Just last week, Ms. Aitken warned that the bureau could block BCE Inc.'s takeover of Astral Media. BCE head George Cope has argued to broadcast regulators that its $3.4-billion acquisition of Astral Media Inc. should go ahead, in part because Canada "needs companies with the scale to compete against foreign content companies like Netflix, Apple, Google and Amazon."

The transaction would leave BCE's Bell Media division with control of more than 100 radio stations and almost 90 television channels.

Ms. Aitken, 46, decided to leave her post two years before the end of her five-year mandate and return to Toronto, where she previously worked as a Bay Street prosecutor.
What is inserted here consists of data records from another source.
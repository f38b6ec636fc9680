//! Configuration management for taskchain.
//!
//! This module handles the `taskchain.yaml` file which stores where the
//! task database lives and the default page size for listings.

use crate::error::Result;
use serde::{Deserialize, Serialize};
use std::path::{Path, PathBuf};

/// Config file name, relative to a base directory.
pub const CONFIG_FILE_PATH: &str = "taskchain.yaml";

/// Page size used when a caller does not specify one.
const DEFAULT_PAGE_SIZE: i64 = 10;

/// Tracker configuration.
#[derive(Debug, Clone, Serialize, Deserialize, PartialEq, Eq)]
pub struct TrackerConfig {
    /// Path to the SQLite database. `None` uses the platform data dir.
    #[serde(default, skip_serializing_if = "Option::is_none")]
    pub database_path: Option<PathBuf>,

    /// Rows per page when a caller does not specify a page size.
    #[serde(default = "default_page_size")]
    pub default_page_size: i64,
}

const fn default_page_size() -> i64 {
    DEFAULT_PAGE_SIZE
}

impl Default for TrackerConfig {
    fn default() -> Self {
        Self { database_path: None, default_page_size: DEFAULT_PAGE_SIZE }
    }
}

impl TrackerConfig {
    /// Load config from a base directory, returning None if not found.
    ///
    /// # Errors
    ///
    /// Returns an error if the file exists but cannot be parsed.
    pub fn load_from(base_dir: &Path) -> Result<Option<Self>> {
        let config_path = base_dir.join(CONFIG_FILE_PATH);
        if !config_path.exists() {
            return Ok(None);
        }

        let content = std::fs::read_to_string(&config_path)?;
        let config: Self = serde_yaml::from_str(&content)?;
        Ok(Some(config))
    }

    /// Save config to a base directory.
    ///
    /// # Errors
    ///
    /// Returns an error if the file cannot be written.
    pub fn save_to(&self, base_dir: &Path) -> Result<()> {
        let config_path = base_dir.join(CONFIG_FILE_PATH);
        if let Some(parent) = config_path.parent() {
            std::fs::create_dir_all(parent)?;
        }
        let content = serde_yaml::to_string(self)?;
        std::fs::write(&config_path, content)?;
        Ok(())
    }

    /// The database path to use, falling back to `taskchain/tasks.sqlite3`
    /// under the platform data directory.
    #[must_use]
    pub fn database_path(&self) -> PathBuf {
        self.database_path.clone().unwrap_or_else(|| {
            dirs::data_dir()
                .unwrap_or_else(|| PathBuf::from("."))
                .join("taskchain")
                .join("tasks.sqlite3")
        })
    }
}
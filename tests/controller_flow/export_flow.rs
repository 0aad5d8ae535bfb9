//! Export-Fluss: Dialog, Einstellungen, PNG-Datei.

use neon_sign_studio::export::{ExportBackground, ExportScaleMode, ExportSettings};
use neon_sign_studio::AppIntent;

use super::support::*;

#[test]
fn export_dialog_flow_writes_png() {
    let path = std::env::temp_dir().join(format!("neon_flow_{}_export.png", std::process::id()));
    let path_str = path.to_string_lossy().into_owned();

    let (mut controller, mut state) = new_app();
    insert_line(&mut state, vec![100.0, 100.0, 500.0, 500.0]);

    send(&mut controller, &mut state, AppIntent::ExportDialogRequested);
    assert!(state.ui.show_export_dialog);

    let settings = ExportSettings {
        width: 64,
        height: 64,
        scale_mode: ExportScaleMode::Fit,
        background: ExportBackground::Transparent,
        pixel_ratio: 1,
    };
    send(
        &mut controller,
        &mut state,
        AppIntent::ExportSettingsChanged { settings },
    );
    assert_eq!(state.ui.export_settings, settings);

    send(&mut controller, &mut state, AppIntent::ExportConfirmed);
    assert!(!state.ui.show_export_dialog);
    assert!(state.ui.export_file_dialog_requested);

    send(
        &mut controller,
        &mut state,
        AppIntent::ExportFilePathSelected {
            path: path_str.clone(),
        },
    );

    let (width, height) = image::image_dimensions(&path).unwrap();
    assert_eq!((width, height), (64, 64));

    let _ = std::fs::remove_file(&path);
}

#[test]
fn cancel_closes_export_dialog() {
    let (mut controller, mut state) = new_app();
    send(&mut controller, &mut state, AppIntent::ExportDialogRequested);
    send(&mut controller, &mut state, AppIntent::ExportDialogCancelled);
    assert!(!state.ui.show_export_dialog);
    assert!(!state.ui.export_file_dialog_requested);
}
At the bureau she helped implement an overhaul of the Competition Act, earning a reputation as a tough watchdog. But her detractors have accused her of politicizing the agency's work, tackling high-profile prosecutions to grab headlines, and career-building.
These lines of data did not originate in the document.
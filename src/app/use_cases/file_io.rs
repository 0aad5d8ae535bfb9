//! Laden und Speichern von Neon-Dokumenten.

use anyhow::{Context, Result};
use log::info;
use std::sync::Arc;

use crate::app::AppState;
use crate::core::NeonDocument;
use crate::json::{parse_neon_document, write_neon_document};

/// Zulässiger Bereich für die Hintergrund-Deckung.
const BG_OPACITY_RANGE: (f32, f32) = (0.1, 1.0);
/// Zulässiger Bereich für die Hintergrund-Skalierung.
const BG_SCALE_RANGE: (f32, f32) = (0.1, 3.0);

/// Lädt ein Dokument und ersetzt den persistenten Zustand vollständig.
///
/// Bei einem Fehler bleibt der Zustand unverändert. Nach erfolgreichem Laden
/// sind Selektion, Gesten und die Undo-History zurückgesetzt.
pub fn load_document(state: &mut AppState, path: &str) -> Result<()> {
    let json = std::fs::read_to_string(path)
        .with_context(|| format!("Datei konnte nicht gelesen werden: {path}"))?;
    let data = parse_neon_document(&json)
        .with_context(|| format!("Datei ist kein gültiges Neon-Dokument: {path}"))?;

    let path_count = data.paths.len();
    state.document = Arc::new(NeonDocument::from_paths(data.paths));

    if let Some(vis) = data.layer_visibility {
        state.view.background_visible = vis.background;
        state.view.neon_visible = vis.neon;
    }
    if let Some(transform) = data.canvas_transform {
        state.view.canvas_transform = transform;
    }
    state.view.background_image_path = data.background_image_url;
    if let Some(opacity) = data.background_opacity {
        state.view.background_opacity = opacity.clamp(BG_OPACITY_RANGE.0, BG_OPACITY_RANGE.1);
    }
    if let Some(mut transform) = data.background_transform {
        transform.scale = transform.scale.clamp(BG_SCALE_RANGE.0, BG_SCALE_RANGE.1);
        state.view.background_transform = transform;
    }
    if let Some(locked) = data.is_background_locked {
        state.view.background_locked = locked;
    }
    if let Some(edit) = data.is_background_edit_mode {
        state.view.background_edit_mode = edit && !state.view.background_locked;
    }
    if let Some(warnings) = data.show_angle_warnings {
        state.view.show_angle_warnings = warnings;
    }

    state.selection.clear();
    state.editor.reset_transient();
    state.history.clear();
    state.ui.current_file_path = Some(path.to_string());

    info!("Dokument geladen: {path} ({path_count} Pfade)");
    Ok(())
}

/// Speichert den persistenten Zustand als JSON-Datei.
pub fn save_document(state: &mut AppState, path: &str) -> Result<()> {
    let json = write_neon_document(state)?;
    std::fs::write(path, json)
        .with_context(|| format!("Datei konnte nicht geschrieben werden: {path}"))?;
    state.ui.current_file_path = Some(path.to_string());
    info!("Dokument gespeichert: {path} ({} Pfade)", state.path_count());
    Ok(())
}

#[cfg(test)]
mod tests {
    use super::*;
    use crate::app::state::Gesture;
    use crate::core::NeonPath;
    use glam::Vec2;

    fn temp_file(name: &str) -> std::path::PathBuf {
        let mut p = std::env::temp_dir();
        p.push(format!("neon_test_{}_{name}", std::process::id()));
        p
    }

    fn state_with_path() -> AppState {
        let mut state = AppState::new();
        let id = state.document_mut().allocate_id();
        state.document_mut().push_path(NeonPath {
            id,
            points: vec![0.0, 0.0, 50.0, 50.0],
            color: [0xE0, 0x1F, 0xFF],
            width: 4.0,
            glow: 10.0,
            corner_radius: 0.0,
            is_smooth: false,
            smooth_tension: 0.5,
            is_closed: None,
        });
        state
    }

    #[test]
    fn save_then_load_roundtrip() {
        let file = temp_file("roundtrip.json");
        let path = file.to_str().unwrap();

        let mut state = state_with_path();
        save_document(&mut state, path).unwrap();
        assert_eq!(state.ui.current_file_path.as_deref(), Some(path));

        let mut fresh = AppState::new();
        load_document(&mut fresh, path).unwrap();
        assert_eq!(fresh.path_count(), 1);
        assert_eq!(
            fresh.document.paths()[0].points,
            vec![0.0, 0.0, 50.0, 50.0]
        );

        std::fs::remove_file(&file).ok();
    }

    #[test]
    fn load_resets_transients_and_history() {
        let file = temp_file("transients.json");
        let path = file.to_str().unwrap();
        save_document(&mut state_with_path(), path).unwrap();

        let mut state = AppState::new();
        state.selection.set([99]);
        state.editor.active_path_id = Some(99);
        state.editor.gesture = Gesture::MoveSelection {
            last: Vec2::ZERO,
            total: Vec2::ZERO,
        };
        state.record_undo_snapshot();

        load_document(&mut state, path).unwrap();
        assert!(state.selection.is_empty());
        assert!(state.editor.active_path_id.is_none());
        assert_eq!(state.editor.gesture, Gesture::Idle);
        assert!(!state.can_undo());

        std::fs::remove_file(&file).ok();
    }

    #[test]
    fn load_clamps_background_values() {
        let file = temp_file("clamp.json");
        let json = r#"{"version":1,"data":{
            "neonPaths":[],
            "backgroundOpacity":0.01,
            "backgroundTransform":{"x":0,"y":0,"scale":25}
        }}"#;
        std::fs::write(&file, json).unwrap();

        let mut state = AppState::new();
        load_document(&mut state, file.to_str().unwrap()).unwrap();
        assert_eq!(state.view.background_opacity, 0.1);
        assert_eq!(state.view.background_transform.scale, 3.0);

        std::fs::remove_file(&file).ok();
    }

    #[test]
    fn load_error_leaves_state_untouched() {
        let mut state = state_with_path();
        let err = load_document(&mut state, "/nicht/vorhanden.json");
        assert!(err.is_err());
        assert_eq!(state.path_count(), 1);
        assert!(state.ui.current_file_path.is_none());
    }
}
//! Handler für Datei-Operationen (Öffnen, Speichern).

use crate::app::use_cases;
use crate::app::AppState;

/// Fordert den Datei-Öffnen-Dialog an (rfd läuft im UI-Layer).
pub fn request_open(state: &mut AppState) {
    state.ui.open_file_dialog_requested = true;
}

/// Fordert den Datei-Speichern-Dialog an.
pub fn request_save_dialog(state: &mut AppState) {
    state.ui.save_file_dialog_requested = true;
}

/// Lädt ein Dokument aus dem übergebenen Pfad.
pub fn load(state: &mut AppState, path: String) -> anyhow::Result<()> {
    use_cases::file_io::load_document(state, &path)?;
    state.ui.set_status(format!("Geladen: {path}"));
    Ok(())
}

/// Speichert das Dokument.
///
/// `None` speichert unter dem aktuell bekannten Pfad oder öffnet den
/// Dialog, falls noch keiner bekannt ist. `Some(p)` speichert explizit
/// unter `p`.
pub fn save(state: &mut AppState, path: Option<String>) -> anyhow::Result<()> {
    let target = path.or_else(|| state.ui.current_file_path.clone());
    match target {
        Some(target) => {
            use_cases::file_io::save_document(state, &target)?;
            state.ui.set_status(format!("Gespeichert: {target}"));
            Ok(())
        }
        None => {
            request_save_dialog(state);
            Ok(())
        }
    }
}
During her tenure she's gone after the real estate industry, credit card giants Visa and MasterCard, the telcos, Air Canada and most recently, the BCE-Astral deal. The bureau did, however, eventually approve the acquisition of stock-exchange operator TMX Group Inc. by Maple Group, made up of major banks and financial institutions, after initially expressing "serious concerns."

Ms. Aitken said she doesn't apologize if some of her work grabbed a lot of media attention.
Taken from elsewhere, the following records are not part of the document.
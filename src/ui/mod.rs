//! UI-Schicht: egui-Panels, Dialoge und Eingabe-Übersetzung.
//!
//! Alle Panels sind reine Funktionen `(&Context, &AppState) -> Vec<AppIntent>`;
//! Mutationen laufen ausschließlich über den Controller. Einzige Ausnahme sind
//! die rfd-Dateidialoge, die ihre Anforderungs-Flags im `UiState` konsumieren.

pub mod canvas;
pub mod dialogs;
pub mod input;
pub mod keyboard;
pub mod menu;
pub mod options_dialog;
pub mod properties;
pub mod status;
pub mod toolbar;

pub use canvas::paint_scene;
pub use dialogs::{handle_file_dialogs, show_export_dialog};
pub use input::InputState;
pub use keyboard::collect_keyboard_intents;
pub use menu::render_menu;
pub use options_dialog::show_options_dialog;
pub use properties::render_properties_panel;
pub use status::render_status_bar;
pub use toolbar::render_toolbar;
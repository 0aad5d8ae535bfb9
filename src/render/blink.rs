//! Blink-Animation für selektierte Pfade.
//!
//! Solange mindestens ein Pfad registriert ist, läuft ein Frame-Zähler;
//! die Deckung pendelt sinusförmig zwischen 0.4 und 1.0. Registrierungen
//! sind referenzgezählt, damit mehrere Quellen (Selektion, Warn-Hervorhebung)
//! denselben Pfad halten können.

use std::collections::HashMap;

use super::config::{BLINK_AMPLITUDE, BLINK_BASE, BLINK_SPEED};

#[derive(Default)]
pub struct BlinkTicker {
    frame: u64,
    refs: HashMap<u64, u32>,
}

impl BlinkTicker {
    pub fn new() -> Self {
        Self::default()
    }

    /// Registriert einen Pfad für die Blink-Animation.
    pub fn acquire(&mut self, path_id: u64) {
        *self.refs.entry(path_id).or_insert(0) += 1;
    }

    /// Gibt eine Registrierung frei.
    pub fn release(&mut self, path_id: u64) {
        if let Some(count) = self.refs.get_mut(&path_id) {
            *count = count.saturating_sub(1);
            if *count == 0 {
                self.refs.remove(&path_id);
            }
        }
    }

    /// Entfernt alle Registrierungen und stoppt die Animation.
    /// Der Frame-Zähler bleibt stehen, die Phase läuft beim nächsten
    /// Aktivieren nahtlos weiter.
    pub fn clear(&mut self) {
        self.refs.clear();
    }

    /// Läuft die Animation gerade?
    pub fn is_active(&self) -> bool {
        !self.refs.is_empty()
    }

    pub fn is_blinking(&self, path_id: u64) -> bool {
        self.refs.contains_key(&path_id)
    }

    /// Schaltet einen Frame weiter. Ohne Registrierungen ein No-op.
    pub fn advance(&mut self) {
        if self.is_active() {
            self.frame = self.frame.wrapping_add(1);
        }
    }

    /// Aktuelle Blink-Deckung in `[0.4, 1.0]`.
    pub fn opacity(&self) -> f32 {
        let phase = self.frame as f32 * BLINK_SPEED;
        BLINK_BASE + BLINK_AMPLITUDE * (0.5 + 0.5 * phase.sin())
    }
}
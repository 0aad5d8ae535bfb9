//! Render-Synchronisation und Szenenaufbau.
//!
//! Dieses Modul kennt kein egui: es verwaltet Live-Punkte laufender
//! Gesten, plant Repaints, treibt die Blink-Animation und baut aus dem
//! App-Zustand eine zeichenfertige Szene. Der eigentliche Painter lebt
//! im UI-Layer.

pub mod blink;
pub mod config;
pub mod live_points;
pub mod path_data;
pub mod scene;
pub mod scheduler;
pub mod warnings;

pub use blink::BlinkTicker;
pub use live_points::LivePointsRegistry;
pub use scene::{build_scene, RenderScene, ScenePath};
pub use scheduler::{RedrawScheduler, RenderSurface};

/// Bündelt den renderseitigen Zustand, den der Controller besitzt.
#[derive(Default)]
pub struct RenderSync {
    pub live_points: LivePointsRegistry,
    pub scheduler: RedrawScheduler,
    pub blink: BlinkTicker,
}

impl RenderSync {
    pub fn new() -> Self {
        Self::default()
    }

    /// Setzt alles zurück (Dokumentwechsel).
    pub fn reset(&mut self) {
        self.live_points.clear();
        self.blink.clear();
    }
}
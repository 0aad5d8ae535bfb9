//! 2D-Canvas-Transformation für Pan und Zoom.

use glam::Vec2;
use serde::{Deserialize, Serialize};

/// Canvas-Transformation: `screen = world * scale + offset`.
///
/// Das Dokument lebt in pixelartigen Weltkoordinaten; die Kamera ist eine
/// reine Affintransformation ohne Projektion.
#[derive(Debug, Clone, Copy, PartialEq, Serialize, Deserialize)]
#[serde(rename_all = "camelCase")]
pub struct CanvasTransform {
    /// Verschiebung in Screen-Pixeln
    pub offset: Vec2,
    /// Zoom-Faktor (1.0 = 1:1)
    pub scale: f32,
}

impl CanvasTransform {
    /// Minimaler Zoom-Faktor.
    pub const SCALE_MIN: f32 = 0.1;
    /// Maximaler Zoom-Faktor.
    pub const SCALE_MAX: f32 = 8.0;

    /// Erstellt die Identitätstransformation.
    pub fn new() -> Self {
        Self {
            offset: Vec2::ZERO,
            scale: 1.0,
        }
    }

    /// Verschiebt die Ansicht um ein Screen-Delta.
    pub fn pan(&mut self, delta_screen: Vec2) {
        self.offset += delta_screen;
    }

    /// Zoomt um einen Faktor auf einen Screen-Fokuspunkt; der Weltpunkt unter
    /// dem Fokus bleibt stehen.
    pub fn zoom_towards(&mut self, factor: f32, focus_screen: Vec2) {
        let world_at_focus = self.screen_to_world(focus_screen);
        self.scale = (self.scale * factor).clamp(Self::SCALE_MIN, Self::SCALE_MAX);
        self.offset = focus_screen - world_at_focus * self.scale;
    }

    /// Konvertiert Screen- zu Weltkoordinaten.
    pub fn screen_to_world(&self, screen: Vec2) -> Vec2 {
        (screen - self.offset) / self.scale
    }

    /// Konvertiert Welt- zu Screen-Koordinaten.
    pub fn world_to_screen(&self, world: Vec2) -> Vec2 {
        world * self.scale + self.offset
    }

    /// Rechnet einen Screen-Pixel-Radius in Welteinheiten um.
    pub fn pick_radius_world(&self, radius_px: f32) -> f32 {
        radius_px / self.scale
    }
}

impl Default for CanvasTransform {
    fn default() -> Self {
        Self::new()
    }
}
"To the extent that helps to inform Canadians about the work we do, that's a good thing and I don't apologize for that," she said. "Most of what we do flies under the radar screen."

Echoing comments made in a speech Thursday to the Canadian Bar Association in Gatineau, Que., Ms. Aitken also made the case for eventually giving the Competition Bureau the power to prosecute its own cases, as U.S. authorities do.

"Our model has certain challenges inherent in it, and if we are trying to shift the game on the criminal enforcement side, to be more suitably aggressive to the nature of the conduct, we are going to need the maximum agility and ability that we can have," Ms. Aitken said.

The Competition Bureau, with a staff of 400, can investigate and recommend prosecution. But the job of pursuing those cases falls to the Public Prosecution Service of Canada (PPSC), an independent federal agency that prosecutes a wide range of federal crimes, from terrorism to tax evasion.

Ms. Aitken said the PPSC has "other demands and other filters" that guide its operations, and that may hamper its ability to go after the kind of white collar crimes that are the focus of the Competition Bureau.

"The reality is that PPSC has other matters that it has to be concerned with, not just ours," she said. "That's a challenge that needs to be observed in the future."

Ms. Aitken also decried the gap between the stiff penalties available to prosecutors under the Competition Act – $25-million fines and 14 years of jail time – and the considerably weaker punishment typically meted out by the courts. Only six individuals have ever been jailed in Canada for competition crimes. Without tough prosecution, Canada will get a reputation as a haven for conspirators around the world, she explained.

"There is a gap between what laws provide and what our judges mete out for crimes committed," she said. "We have one thing and we are delivering another."

Ms. Aitken said she hasn't decided what she'll do next. "The time to think of that comes on the weekend when this sinks in and I'm now no longer employed," she said.